Start by Taking a Hike
Immersing yourself in nature and breathing some fresh air will help inspire the camping mood. All state parks and nature centers are still open for use of hiking trails, although most park buildings are closed until further notice.
Top picks include the 18 miles of trails along the Minnesota River at Fort Snelling State Park and the multi-terrain loops through prairies and woodlands at Lake Elmo Park Reserve. (More beautiful hiking spots can be found here.) Plus, all state parks, along with other outdoor recreation areas, have waived their entrance fees during this time. Just be sure to practice social distancing while on the trails and call in beforehand to make sure that the park has not already reached capacity. Peak hours right now are 11 a.m. to 3 p.m. on weekdays and all day on weekends, according to the Minnesota Department of Natural Resources. For the most up-to-date information, visit dnr.state.mn.us/covid-19.html
Set Up Camp at Home
- Shelter: Head outside and search for a flat surface to unpack your tent. (With a little extra time to spare these days, now is the perfect time for everyone to learn exactly how to properly pitch a tent.) Make it comfortable with cushy sleeping bags, blankets, and pillows, and if you’re feeling more like glamping, add extra padding with air mattresses, yoga mats, or foam play mats. (Being only steps away from home means you don’t need to worry about how much you haul in.) If you don’t have a tent, opt for sleeping under the stars, in a hammock, or DIY a snug tipi sanctuary with blankets and sticks.
- Ambience: String lights inside your tent, and if there are nearby trees, hang paper lanterns or twinkling lights.

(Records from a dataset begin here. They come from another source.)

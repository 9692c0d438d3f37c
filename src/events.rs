// Event types for async communication between a generation task and its consumer

use tokio::sync::mpsc;

use crate::generation::GenerationError;

#[derive(Debug, Clone, PartialEq, Eq)]
pub enum GenerationEvent {
    /// A piece of generated text, in arrival order
    Fragment(String),
    /// Generation finished normally
    Completed,
    /// Generation stopped because its session was cancelled
    Cancelled,
    /// Generation failed; never carries `GenerationError::Cancelled`
    Failed(GenerationError),
}

impl GenerationEvent {
    /// The terminal event for a finished generation.
    pub fn from_result(result: Result<(), GenerationError>) -> Self {
        match result {
            Ok(()) => Self::Completed,
            Err(GenerationError::Cancelled) => Self::Cancelled,
            Err(e) => Self::Failed(e),
        }
    }

    pub const fn is_terminal(&self) -> bool {
        !matches!(self, Self::Fragment(_))
    }
}

/// Fragment callback that forwards each fragment over `tx`.
pub fn forward_fragments(tx: mpsc::UnboundedSender<GenerationEvent>) -> impl FnMut(&str) + Send {
    move |fragment: &str| {
        let _ = tx.send(GenerationEvent::Fragment(fragment.to_string()));
    }
}
impl Generator {
    pub fn new(
        credentials: Arc<dyn CredentialResolver>,
        transport: Arc<dyn CompletionTransport>,
        defaults: GenerationDefaults,
    ) -> Self {
        Self {
            credentials,
            transport,
            defaults,
        }
    }

    pub fn build_request(&self, content: &str, options: &GenerateOptions, stream: bool) -> ChatCompletionRequest {
        let mut messages = Vec::with_capacity(2);
        if !options.disable_system_prompt {
            if let Some(system) = options.system_prompt.as_deref().filter(|s| !s.trim().is_empty()) {
                messages.push(ChatMessage::system(system));
            }
        }
        messages.push(ChatMessage::user(content));

        ChatCompletionRequest {
            model: options.model.clone().unwrap_or_else(|| self.defaults.model.clone()),
            messages,
            temperature: options.temperature.unwrap_or(self.defaults.temperature),
            max_tokens: options.max_output_tokens.unwrap_or(self.defaults.max_output_tokens),
            stream,
        }
    }

    fn api_key(&self) -> Result<String, GenerationError> {
        match self.credentials.resolve() {
            Ok(Some(key)) if !key.trim().is_empty() => Ok(key),
            Ok(_) => Err(GenerationError::Configuration),
            Err(e) => {
                warn!(error = %e, "failed to read API key");
                Err(GenerationError::Configuration)
            }
        }
    }

    /// Generate a complete response in one round trip.
    pub async fn generate(&self, content: &str, options: &GenerateOptions) -> Result<String, GenerationError> {
        if content.is_empty() {
            return Ok(String::new());
        }
        let api_key = self.api_key()?;
        let request = self.build_request(content, options, false);
        info!(model = %request.model, max_tokens = request.max_tokens, "generating");

        let response = self
            .transport
            .complete(&api_key, &request)
            .await
            .map_err(|e| {
                warn!(error = %e, "generation failed");
                GenerationError::from_transport(&e)
            })?;

        Ok(response.text().to_string())
    }

    /// Stream a response, handing each fragment to `on_fragment` as it arrives.
    ///
    /// The session's token is raced against every network wait and checked
    /// before each fragment is dispatched; once it fires no further fragment is
    /// delivered, the response body is dropped and `Cancelled` is returned.
    pub async fn generate_stream<F>(
        &self,
        content: &str,
        options: &GenerateOptions,
        session: &GenerationSession,
        mut on_fragment: F,
    ) -> Result<(), GenerationError>
    where
        F: FnMut(&str),
    {
        if session.is_cancelled() {
            return Err(GenerationError::Cancelled);
        }
        if session.state() != SessionState::Idle {
            return Err(GenerationError::Unknown(format!("session {} was already used", session.id())));
        }
        if content.is_empty() {
            session.transition(SessionState::Completed);
            return Ok(());
        }

        let api_key = match self.api_key() {
            Ok(key) => key,
            Err(e) => {
                session.transition(SessionState::Failed);
                return Err(e);
            }
        };
        if !session.start() {
            return Err(GenerationError::Cancelled);
        }

        let request = self.build_request(content, options, true);
        info!(session = %session.id(), model = %request.model, max_tokens = request.max_tokens, "streaming generation");

        let result = self
            .drive_stream(&api_key, &request, session, &mut on_fragment)
            .await;

        match &result {
            Ok(()) => {
                session.transition(SessionState::Completed);
                debug!(session = %session.id(), "generation completed");
            }
            Err(GenerationError::Cancelled) => {
                session.transition(SessionState::Cancelled);
                info!(session = %session.id(), "generation cancelled");
            }
            Err(e) => {
                session.transition(SessionState::Failed);
                warn!(session = %session.id(), error = %e, "generation failed");
            }
        }
        result
    }

    async fn drive_stream<F>(
        &self,
        api_key: &str,
        request: &ChatCompletionRequest,
        session: &GenerationSession,
        on_fragment: &mut F,
    ) -> Result<(), GenerationError>
    where
        F: FnMut(&str),
    {
        let token = session.token();

        let mut stream = tokio::select! {
            biased;
            () = token.cancelled() => return Err(GenerationError::Cancelled),
            opened = self.transport.complete_stream(api_key, request) => {
                opened.map_err(|e| classify(token, &e))?
            }
        };
        session.transition(SessionState::Streaming);

        loop {
            let next = tokio::select! {
                biased;
                () = token.cancelled() => return Err(GenerationError::Cancelled),
                next = stream.next() => next,
            };
            let Some(item) = next else {
                return Ok(());
            };
            let chunk = item.map_err(|e| classify(token, &e))?;

            if token.is_cancelled() {
                return Err(GenerationError::Cancelled);
            }
            let fragment = chunk.fragment();
            if !fragment.is_empty() {
                on_fragment(fragment);
            }
        }
    }

    /// Format the selected chapters behind `prompt` and generate in one go.
    pub async fn analyze(
        &self,
        chapters: &[Chapter],
        selected: &[usize],
        prompt: &str,
        options: &GenerateOptions,
    ) -> Result<String, GenerationError> {
        let content = ChapterFormatter::format_prompt(chapters, selected, prompt);
        self.generate(&content, options).await
    }

    pub async fn analyze_stream<F>(
        &self,
        chapters: &[Chapter],
        selected: &[usize],
        prompt: &str,
        options: &GenerateOptions,
        session: &GenerationSession,
        on_fragment: F,
    ) -> Result<(), GenerationError>
    where
        F: FnMut(&str),
    {
        let content = ChapterFormatter::format_prompt(chapters, selected, prompt);
        self.generate_stream(&content, options, session, on_fragment).await
    }
}
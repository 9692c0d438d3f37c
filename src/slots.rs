// At most one in-flight generation per UI slot

use std::collections::HashMap;
use std::sync::{Arc, Mutex, PoisonError};
use std::time::Duration;

use crate::session::GenerationSession;

pub const SLOT_ANALYSIS: &str = "analysis";
pub const SLOT_WRITING: &str = "writing";

/// Shared by every creative map tool; starting one tool stops another.
pub const SLOT_CREATIVE_MAP: &str = "creativemap";

#[derive(Debug)]
pub struct SlotRegistry {
    grace: Duration,
    sessions: Mutex<HashMap<String, Arc<GenerationSession>>>,
}

impl SlotRegistry {
    pub fn new(grace: Duration) -> Self {
        Self {
            grace,
            sessions: Mutex::new(HashMap::new()),
        }
    }

    /// Open a fresh session for `slot`.
    ///
    /// Any unfinished session already in the slot is cancelled first, then the
    /// grace period elapses so its stream can tear down before the caller
    /// issues a new request.
    pub async fn begin(&self, slot: &str) -> Arc<GenerationSession> {
        let previous = self.lock().remove(slot);

        if let Some(previous) = previous.filter(|s| !s.is_finished()) {
            tracing::debug!(slot, session = %previous.id(), "cancelling previous generation");
            previous.cancel();
            if !self.grace.is_zero() {
                tokio::time::sleep(self.grace).await;
            }
        }

        let session = Arc::new(GenerationSession::new());
        // A concurrent begin may have landed during the grace period; it loses.
        if let Some(raced) = self.lock().insert(slot.to_string(), session.clone()) {
            raced.cancel();
        }
        session
    }

    /// Stop whatever is running in `slot`. Returns whether anything was cancelled.
    pub fn cancel(&self, slot: &str) -> bool {
        match self.lock().remove(slot) {
            Some(session) if !session.is_finished() => {
                session.cancel();
                true
            }
            _ => false,
        }
    }

    /// Release `slot` if it still holds `session`.
    pub fn finish(&self, slot: &str, session: &GenerationSession) {
        let mut sessions = self.lock();
        if sessions.get(slot).is_some_and(|current| current.id() == session.id()) {
            sessions.remove(slot);
        }
    }

    pub fn active(&self, slot: &str) -> Option<Arc<GenerationSession>> {
        self.lock().get(slot).filter(|s| !s.is_finished()).cloned()
    }

    /// Cancel every slot, e.g. when the front end is shutting down.
    pub fn cancel_all(&self) {
        for (_, session) in self.lock().drain() {
            session.cancel();
        }
    }

    fn lock(&self) -> std::sync::MutexGuard<'_, HashMap<String, Arc<GenerationSession>>> {
        self.sessions.lock().unwrap_or_else(PoisonError::into_inner)
    }
}

impl Default for SlotRegistry {
    fn default() -> Self {
        Self::new(Duration::from_millis(100))
    }
}
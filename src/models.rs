use chrono::{DateTime, Utc};
use serde::{Deserialize, Serialize};

use crate::chapters::Chapter;

#[derive(Debug, Clone, Copy, Serialize, Deserialize, PartialEq, Eq)]
#[serde(rename_all = "lowercase")]
pub enum WorkType {
    Novel,
    Character,
    Worldbuilding,
    Plot,
}

#[derive(Debug, Clone, Serialize, Deserialize, PartialEq)]
pub struct Work {
    pub id: u64,
    pub title: String,
    #[serde(default)]
    pub description: String,
    #[serde(rename = "type")]
    pub work_type: WorkType,
    /// JSON-encoded chapter array; empty when the work has no chapters yet.
    #[serde(default)]
    pub content: String,
    pub created_at: DateTime<Utc>,
    pub updated_at: DateTime<Utc>,
}

impl Work {
    pub fn chapters(&self) -> Vec<Chapter> {
        if self.content.trim().is_empty() {
            return Vec::new();
        }
        match serde_json::from_str(&self.content) {
            Ok(chapters) => chapters,
            Err(e) => {
                tracing::warn!(work_id = self.id, error = %e, "work content is not a chapter array");
                Vec::new()
            }
        }
    }

    pub fn set_chapters(&mut self, chapters: &[Chapter]) -> serde_json::Result<()> {
        self.content = serde_json::to_string(chapters)?;
        self.updated_at = Utc::now();
        Ok(())
    }
}

/// Fields supplied by the caller when creating a work; the store assigns the rest.
#[derive(Debug, Clone)]
pub struct NewWork {
    pub title: String,
    pub description: String,
    pub work_type: WorkType,
    pub content: String,
}

impl NewWork {
    pub fn novel(title: impl Into<String>) -> Self {
        Self {
            title: title.into(),
            description: String::new(),
            work_type: WorkType::Novel,
            content: String::new(),
        }
    }
}

#[derive(Debug, Clone, Copy, Serialize, Deserialize, PartialEq, Eq, Hash)]
#[serde(rename_all = "snake_case")]
pub enum PromptType {
    Analysis,
    Writing,
    Introduction,
    Outline,
    DetailedOutline,
    Character,
    Worldbuilding,
    Plot,
}

#[derive(Debug, Clone, Copy, PartialEq, Eq)]
pub enum PromptGroup {
    Novel,
    Creative,
}

impl PromptType {
    pub const ALL: [Self; 8] = [
        Self::Analysis,
        Self::Writing,
        Self::Introduction,
        Self::Outline,
        Self::DetailedOutline,
        Self::Character,
        Self::Worldbuilding,
        Self::Plot,
    ];

    pub const fn group(self) -> PromptGroup {
        match self {
            Self::Analysis | Self::Writing => PromptGroup::Novel,
            _ => PromptGroup::Creative,
        }
    }

    pub const fn as_str(self) -> &'static str {
        match self {
            Self::Analysis => "analysis",
            Self::Writing => "writing",
            Self::Introduction => "introduction",
            Self::Outline => "outline",
            Self::DetailedOutline => "detailed_outline",
            Self::Character => "character",
            Self::Worldbuilding => "worldbuilding",
            Self::Plot => "plot",
        }
    }

    pub fn parse(value: &str) -> Option<Self> {
        Self::ALL.into_iter().find(|t| t.as_str() == value)
    }
}

#[derive(Debug, Clone, Serialize, Deserialize, PartialEq)]
pub struct Prompt {
    pub id: u64,
    pub title: String,
    #[serde(rename = "type")]
    pub prompt_type: PromptType,
    pub content: String,
    #[serde(default)]
    pub description: String,
    #[serde(default)]
    pub examples: Vec<String>,
    pub created_at: DateTime<Utc>,
    pub updated_at: DateTime<Utc>,
}

#[derive(Debug, Clone)]
pub struct NewPrompt {
    pub title: String,
    pub prompt_type: PromptType,
    pub content: String,
    pub description: String,
    pub examples: Vec<String>,
}

#[derive(Debug, Clone, Copy, Serialize, Deserialize, PartialEq, Eq, Hash)]
#[serde(rename_all = "snake_case")]
pub enum CreativeMapType {
    Introduction,
    Outline,
    DetailedOutline,
    Character,
    Worldbuilding,
    Plot,
}

impl CreativeMapType {
    pub const ALL: [Self; 6] = [
        Self::Introduction,
        Self::Outline,
        Self::DetailedOutline,
        Self::Character,
        Self::Worldbuilding,
        Self::Plot,
    ];

    pub const fn as_str(self) -> &'static str {
        match self {
            Self::Introduction => "introduction",
            Self::Outline => "outline",
            Self::DetailedOutline => "detailed_outline",
            Self::Character => "character",
            Self::Worldbuilding => "worldbuilding",
            Self::Plot => "plot",
        }
    }

    pub fn parse(value: &str) -> Option<Self> {
        Self::ALL.into_iter().find(|t| t.as_str() == value)
    }

    pub const fn display_name(self) -> &'static str {
        match self {
            Self::Introduction => "导语生成器",
            Self::Outline => "大纲生成",
            Self::DetailedOutline => "细纲生成",
            Self::Character => "角色设计",
            Self::Worldbuilding => "世界搭建",
            Self::Plot => "情节设计",
        }
    }

    /// Instruction used when the user has not picked a saved prompt.
    pub const fn default_template(self) -> &'static str {
        match self {
            Self::Introduction => "为[类型]的故事创建一个引人入胜的开篇导语，设定[氛围]的基调，并引导读者关注[焦点]。请基于以下要求生成：\n\n",
            Self::Outline => "为[主题]的[类型]故事创建一个大纲，包括主线规划、章节划分和核心情节点。请基于以下要求生成：\n\n",
            Self::DetailedOutline => "基于大纲，为[章节名]创建详细的内容规划，包括场景描述、对话设计和情感氛围。请基于以下要求生成：\n\n",
            Self::Character => "创建一个[性格特点]的角色，包括其背景故事、动机、外貌特征和行为模式。请基于以下要求生成：\n\n",
            Self::Worldbuilding => "设计一个[类型]的世界，包括其[历史/地理/文化/政治]等方面。重点描述[特点]。请基于以下要求生成：\n\n",
            Self::Plot => "",
        }
    }

    pub const fn prompt_type(self) -> PromptType {
        match self {
            Self::Introduction => PromptType::Introduction,
            Self::Outline => PromptType::Outline,
            Self::DetailedOutline => PromptType::DetailedOutline,
            Self::Character => PromptType::Character,
            Self::Worldbuilding => PromptType::Worldbuilding,
            Self::Plot => PromptType::Plot,
        }
    }
}

#[derive(Debug, Clone, Serialize, Deserialize, PartialEq)]
pub struct CreativeMapItem {
    /// `<type>_<unix millis>`
    pub id: String,
    #[serde(rename = "type")]
    pub item_type: CreativeMapType,
    pub title: String,
    pub content: String,
    pub created_at: DateTime<Utc>,
    pub updated_at: DateTime<Utc>,
}

impl CreativeMapItem {
    pub fn new(item_type: CreativeMapType, title: String, content: String) -> Self {
        let now = Utc::now();
        Self {
            id: format!("{}_{}", item_type.as_str(), now.timestamp_millis()),
            item_type,
            title,
            content,
            created_at: now,
            updated_at: now,
        }
    }
}

pub const MODEL_FAST: &str = "google/gemini-2.0-flash-thinking-exp:free";
pub const MODEL_PRO: &str = "google/gemini-2.5-pro-exp-03-25:free";

#[derive(Debug, Clone, Serialize, Deserialize)]
pub struct AppConfig {
    pub api_base: String,
    pub default_model: String,
    #[serde(default = "default_temperature")]
    pub temperature: f32,
    #[serde(default = "default_max_output_tokens")]
    pub max_output_tokens: u32,
    #[serde(default = "default_timeout")]
    pub request_timeout: u64,
    #[serde(default)]
    pub site_url: String,
    #[serde(default)]
    pub site_name: String,
    #[serde(default = "default_debounce")]
    pub autosave_debounce_ms: u64,
    #[serde(default = "default_grace")]
    pub slot_grace_ms: u64,
}

const fn default_temperature() -> f32 {
    0.7
}

const fn default_max_output_tokens() -> u32 {
    64_000
}

const fn default_timeout() -> u64 {
    600
}

const fn default_debounce() -> u64 {
    2_000
}

const fn default_grace() -> u64 {
    100
}

impl Default for AppConfig {
    fn default() -> Self {
        Self {
            api_base: "https://openrouter.ai/api/v1".to_string(),
            default_model: MODEL_FAST.to_string(),
            temperature: default_temperature(),
            max_output_tokens: default_max_output_tokens(),
            request_timeout: default_timeout(),
            site_url: String::new(),
            site_name: "Zhixia".to_string(),
            autosave_debounce_ms: default_debounce(),
            slot_grace_ms: default_grace(),
        }
    }
}

#[derive(Debug, Clone, Serialize, Deserialize)]
pub struct ModelInfo {
    pub name: String,
    pub label: String,
    pub max_output_tokens: u32,
}
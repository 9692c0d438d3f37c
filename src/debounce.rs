// Coalesce rapid writes into one after a quiet period

use std::time::Duration;
use tokio::sync::{mpsc, oneshot};
use tokio::task::JoinHandle;

use crate::models::Work;
use crate::storage::Storage;

enum Command<T> {
    Push(T),
    Flush(oneshot::Sender<()>),
}

/// Hands the most recent pushed value to a sink once no push has arrived for
/// `window`. Intermediate values are dropped. Dropping the debouncer (or
/// calling [`Debouncer::shutdown`]) writes any pending value.
pub struct Debouncer<T> {
    tx: mpsc::UnboundedSender<Command<T>>,
    handle: JoinHandle<()>,
}

impl<T: Send + 'static> Debouncer<T> {
    pub fn spawn<F>(window: Duration, mut sink: F) -> Self
    where
        F: FnMut(T) + Send + 'static,
    {
        let (tx, mut rx) = mpsc::unbounded_channel::<Command<T>>();

        let handle = tokio::spawn(async move {
            let mut pending: Option<T> = None;
            loop {
                let command = if pending.is_some() {
                    match tokio::time::timeout(window, rx.recv()).await {
                        Ok(command) => command,
                        Err(_) => {
                            if let Some(value) = pending.take() {
                                sink(value);
                            }
                            continue;
                        }
                    }
                } else {
                    rx.recv().await
                };

                match command {
                    Some(Command::Push(value)) => pending = Some(value),
                    Some(Command::Flush(done)) => {
                        if let Some(value) = pending.take() {
                            sink(value);
                        }
                        let _ = done.send(());
                    }
                    None => {
                        if let Some(value) = pending.take() {
                            sink(value);
                        }
                        break;
                    }
                }
            }
        });

        Self { tx, handle }
    }

    /// Replace the pending value and restart the quiet period.
    pub fn push(&self, value: T) {
        let _ = self.tx.send(Command::Push(value));
    }

    /// Write the pending value now instead of waiting out the window.
    pub async fn flush(&self) {
        let (done_tx, done_rx) = oneshot::channel();
        if self.tx.send(Command::Flush(done_tx)).is_ok() {
            let _ = done_rx.await;
        }
    }

    /// Write anything pending and wait for the background task to end.
    pub async fn shutdown(self) {
        let Self { tx, handle } = self;
        drop(tx);
        if let Err(e) = handle.await {
            tracing::warn!(error = %e, "debounce task ended abnormally");
        }
    }
}

/// Debounced autosave of a work's chapters.
pub fn work_autosaver(storage: Storage, window: Duration) -> Debouncer<Work> {
    Debouncer::spawn(window, move |work: Work| match storage.update_work(&work) {
        Ok(()) => tracing::info!(work_id = work.id, "autosaved work"),
        Err(e) => tracing::warn!(work_id = work.id, error = %e, "autosave failed"),
    })
}

#[cfg(test)]
mod tests {
    use super::*;
    use crate::chapters::Chapter;
    use crate::models::NewWork;
    use std::sync::{Arc, Mutex};
    use tempfile::TempDir;
    use tokio::time::sleep;

    fn recording<T: Send + 'static>(window: Duration) -> (Debouncer<T>, Arc<Mutex<Vec<T>>>) {
        let written = Arc::new(Mutex::new(Vec::new()));
        let log = written.clone();
        let debouncer = Debouncer::spawn(window, move |value| log.lock().unwrap().push(value));
        (debouncer, written)
    }

    #[tokio::test(start_paused = true)]
    async fn test_only_last_value_written_after_quiet_period() {
        let (debouncer, written) = recording(Duration::from_secs(2));

        debouncer.push(1);
        sleep(Duration::from_millis(500)).await;
        debouncer.push(2);
        sleep(Duration::from_millis(1500)).await;
        assert!(written.lock().unwrap().is_empty());

        sleep(Duration::from_millis(600)).await;
        assert_eq!(*written.lock().unwrap(), vec![2]);
    }

    #[tokio::test(start_paused = true)]
    async fn test_separate_bursts_each_write() {
        let (debouncer, written) = recording(Duration::from_secs(1));

        debouncer.push("a");
        sleep(Duration::from_secs(2)).await;
        debouncer.push("b");
        debouncer.push("c");
        sleep(Duration::from_secs(2)).await;

        assert_eq!(*written.lock().unwrap(), vec!["a", "c"]);
    }

    #[tokio::test(start_paused = true)]
    async fn test_flush_writes_immediately() {
        let (debouncer, written) = recording(Duration::from_secs(60));
        debouncer.push(7);
        debouncer.flush().await;
        assert_eq!(*written.lock().unwrap(), vec![7]);

        // nothing pending, flush is a no-op
        debouncer.flush().await;
        assert_eq!(written.lock().unwrap().len(), 1);
    }

    #[tokio::test(start_paused = true)]
    async fn test_shutdown_writes_pending_value() {
        let (debouncer, written) = recording(Duration::from_secs(60));
        debouncer.push(3);
        debouncer.shutdown().await;
        assert_eq!(*written.lock().unwrap(), vec![3]);
    }

    #[tokio::test]
    async fn test_work_autosaver_persists_latest_chapters() {
        let temp = TempDir::new().unwrap();
        let storage = Storage::at(temp.path()).unwrap();
        let mut work = storage.add_work(NewWork::novel("自动保存")).unwrap();

        let autosaver = work_autosaver(storage.clone(), Duration::from_millis(20));
        work.set_chapters(&[Chapter::new("第一章", "草稿")]).unwrap();
        autosaver.push(work.clone());
        work.set_chapters(&[Chapter::new("第一章", "定稿")]).unwrap();
        autosaver.push(work.clone());
        autosaver.shutdown().await;

        let saved = storage.get_work(work.id).unwrap().unwrap();
        assert_eq!(saved.chapters(), vec![Chapter::new("第一章", "定稿")]);
    }
}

Cook Outdoors (BBQ Tips n’ Tricks Below)
- Dinner: Gather up some firewood and start a campfire. Roast hot dogs, bratwursts, burgers, or a slew of sizzling foil-packet dinners directly over the heat. Or, invest in a Dutch oven and cook delicious meals like chili, sloppy joes, or pizza.
- Dessert: No camping trip is complete without roasting marshmallows over the campfire for s’mores. For a special twist, try a banana boat s’more. Simply slice open the peel on one side, remove some banana for room, add in your favorite s’mores toppings, then wrap it in foil and briefly heat over the fire. Another twist? Fill a waffle cone with mini marshmallows and pieces of chocolate, wrap in foil, heat, enjoy. (And be careful when handling the hot foil.)
- Campfire stories: Not all campfire stories need to center around frightening tales. After all, there’s nothing quite as relaxing as kicking back and conversing with loved ones over the warmth of a crackling campfire. Take turns exchanging favorite camping memories, or get the conversations started by playing games like Twenty Questions or Name That Tune. If the urge to spook arises, grab the flashlight and share scary classics such as “Bloody Mary,” or a more family-friendly legend, “A Grave Problem.” These campfire stories, plus many more, can be found here. (For a Minnesotan twist, local author Benjamin Percy recently released a book of spooky short stories, Suicide Woods.)
- Stargazing: Take time to look up. If it’s a clear night, you can view constellations such as Ursa Major, which includes the famous Big Dipper. Look for the outline of a spoon or a cup with a long handle, and from there it becomes easier to see the image of the “great bear” it resembles. (The cup is the bear’s chest, and the long handle is part of the bear’s head.) Once you locate the Big Dipper, you’ll be amazed at how quickly the rest of the night sky comes alive. Use this guide to know what to look for.
- Games: Board and card games are always fun, and now, only steps from home, it’s the perfect time to bust out the yard games. Bean bag toss, ladder golf, and Yardzee are favorites. For something a bit out of the ordinary, use yard paint to make your own outdoor Twister game. Or, take advantage of the night’s darkness and get clever with glow sticks, setting up glow-in-the-dark hopscotch or a game of ring toss.
Resist the temptation to go back inside. Pack everything you’re going to need, because to get the full camping experience, you’re going to want to stay outside and embrace nature. But if you need to make a snack run, we won’t judge.
Unable to camp in your backyard? Recreate nearly all these backyard camping tips right inside your living room or basement.
Have fun. Make the most of the inability to camp at a campground. Sure, it’s not exactly the same, but the uniqueness will create good memories during a difficult time.